In 2008, Lohmann proposed that when marine animals such as sea turtles begin life, they learn or “imprint” on the magnetic field of their birthplace and later use this information to find their way back home when it is time for them to reproduce. The hypothesis provided the first plausible explanation – a unifying theory – for how marine animals can navigate to their birth areas from distant ocean locations.
To test the hypothesis, Lohmann and Putnam examined more than 50 years of fisheries data on sockeye salmon born in the Fraser River, which lies off the coast of Vancouver, British Columbia. Sockeye salmon from the Fraser River typically spend two years at sea, distributed widely throughout the Gulf of Alaska, before heading back to their birthplace to spawn.

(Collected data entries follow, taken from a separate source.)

// SPDX-License-Identifier: BUSL-1.1
// Copyright (c) 2026 Alfred Jean LLC

//! Append-only write-ahead log of state-mutation events.
//!
//! Entries are JSON lines `{"seq": N, "event": {...}}`. The WAL is the source
//! of truth for restart recovery: on open the existing entries are loaded and
//! can be replayed into a fresh [`crate::MaterializedState`].

use remedy_core::Event;
use serde::{Deserialize, Serialize};
use std::fs::{File, OpenOptions};
use std::io::{BufRead, BufReader, BufWriter, Write};
use std::path::{Path, PathBuf};
use thiserror::Error;

/// WAL failures.
#[derive(Debug, Error)]
pub enum WalError {
    #[error("wal io error: {0}")]
    Io(#[from] std::io::Error),

    #[error("wal entry malformed at line {line}: {source}")]
    Malformed {
        line: usize,
        #[source]
        source: serde_json::Error,
    },

    #[error("wal serialization error: {0}")]
    Serialize(#[from] serde_json::Error),
}

/// A single WAL record.
#[derive(Debug, Clone, PartialEq, Serialize, Deserialize)]
pub struct WalEntry {
    pub seq: u64,
    pub event: Event,
}

/// Append-only event log backed by a JSON-lines file.
pub struct Wal {
    path: PathBuf,
    writer: BufWriter<File>,
    entries: Vec<WalEntry>,
    write_seq: u64,
    processed_seq: u64,
}

impl Wal {
    /// Open (or create) the WAL at `path`. `processed_seq` marks entries
    /// already folded into a snapshot; `next_unprocessed` starts after it.
    pub fn open(path: impl AsRef<Path>, processed_seq: u64) -> Result<Self, WalError> {
        let path = path.as_ref().to_path_buf();
        if let Some(parent) = path.parent() {
            std::fs::create_dir_all(parent)?;
        }

        let mut entries = Vec::new();
        if path.exists() {
            let reader = BufReader::new(File::open(&path)?);
            for (idx, line) in reader.lines().enumerate() {
                let line = line?;
                if line.trim().is_empty() {
                    continue;
                }
                let entry: WalEntry = serde_json::from_str(&line)
                    .map_err(|source| WalError::Malformed { line: idx + 1, source })?;
                entries.push(entry);
            }
        }

        let write_seq = entries.last().map(|e| e.seq).unwrap_or(0);
        let file = OpenOptions::new().create(true).append(true).open(&path)?;

        Ok(Self {
            path,
            writer: BufWriter::new(file),
            entries,
            write_seq,
            processed_seq,
        })
    }

    /// Append an event, returning its sequence number. Call [`Wal::flush`]
    /// to make the write durable.
    pub fn append(&mut self, event: &Event) -> Result<u64, WalError> {
        let seq = self.write_seq + 1;
        let entry = WalEntry { seq, event: event.clone() };
        let line = serde_json::to_string(&entry)?;
        self.writer.write_all(line.as_bytes())?;
        self.writer.write_all(b"\n")?;
        self.write_seq = seq;
        self.entries.push(entry);
        Ok(seq)
    }

    /// Flush buffered writes to disk.
    pub fn flush(&mut self) -> Result<(), WalError> {
        self.writer.flush()?;
        Ok(())
    }

    /// The next entry after `processed_seq`, if any. Does not advance the
    /// processed cursor; call [`Wal::mark_processed`] once applied.
    pub fn next_unprocessed(&mut self) -> Result<Option<WalEntry>, WalError> {
        // Entries are seq-ordered, so the cursor is a partition point.
        let idx = self.entries.partition_point(|e| e.seq <= self.processed_seq);
        Ok(self.entries.get(idx).cloned())
    }

    /// Record that everything up to `seq` has been applied.
    pub fn mark_processed(&mut self, seq: u64) {
        self.processed_seq = self.processed_seq.max(seq);
    }

    /// All entries with seq greater than `seq`, in order.
    pub fn entries_after(&self, seq: u64) -> Result<Vec<WalEntry>, WalError> {
        Ok(self.entries.iter().filter(|e| e.seq > seq).cloned().collect())
    }

    pub fn write_seq(&self) -> u64 {
        self.write_seq
    }

    pub fn processed_seq(&self) -> u64 {
        self.processed_seq
    }

    pub fn path(&self) -> &Path {
        &self.path
    }

    /// Fold every unprocessed entry into `state`, advancing the cursor.
    pub fn replay_into(
        &mut self,
        state: &mut crate::MaterializedState,
    ) -> Result<usize, WalError> {
        let mut applied = 0;
        while let Some(entry) = self.next_unprocessed()? {
            state.apply_event(&entry.event);
            self.mark_processed(entry.seq);
            applied += 1;
        }
        Ok(applied)
    }
}

#[cfg(test)]
#[path = "wal_tests.rs"]
mod tests;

Salmon in the open sea cannot reach the Fraser River by swimming directly to it because Vancouver Island blocks the way. Thus, to reach their spawning area, fish must take one of two indirect routes. One is a narrow channel with its entrance north of Vancouver Island, while the other is a passageway with an entrance south of the island.
The entrances to the north and south routes are far enough apart that the magnetic fields at each location differ considerably. And because the Earth’s magnetic field changes gradually over time, in some years the north entrance is a closer magnetic match to the mouth of the river while in other years the south entrance is a better match.
“The unusual geography around Vancouver Island provided us with a unique opportunity to test this hypothesis,” said Lohmann, who is Charles P. Postelle Jr. Distinguished Professor of biology in the College of Arts and Sciences. “If the geomagnetic imprinting hypothesis is true, then salmon should choose their return route based on how closely the field at each entryway resembles the field that the salmon experienced when they left the Fraser River.”
The fisheries data confirmed this prediction. In some years, most of the salmon took the north route, while in other years they opted for the southern route. Each year, the preferred route was the one that had the magnetic field most similar to that at the mouth of the Fraser River. By remembering the unique “magnetic address” of their birthplace, the salmon apparently navigated from the open sea back to their spawning grounds, choosing the route that best matched their memory.
The idea that salmon have a “magnetic map” in their brain is intriguing, said Lohmann, and it suggests that magnetism may be an important navigational landmark not only for salmon, but also for other creatures like sea turtles and birds that return to home areas after long migrations.
The work appears in the Feb. 7 issue of Current Biology.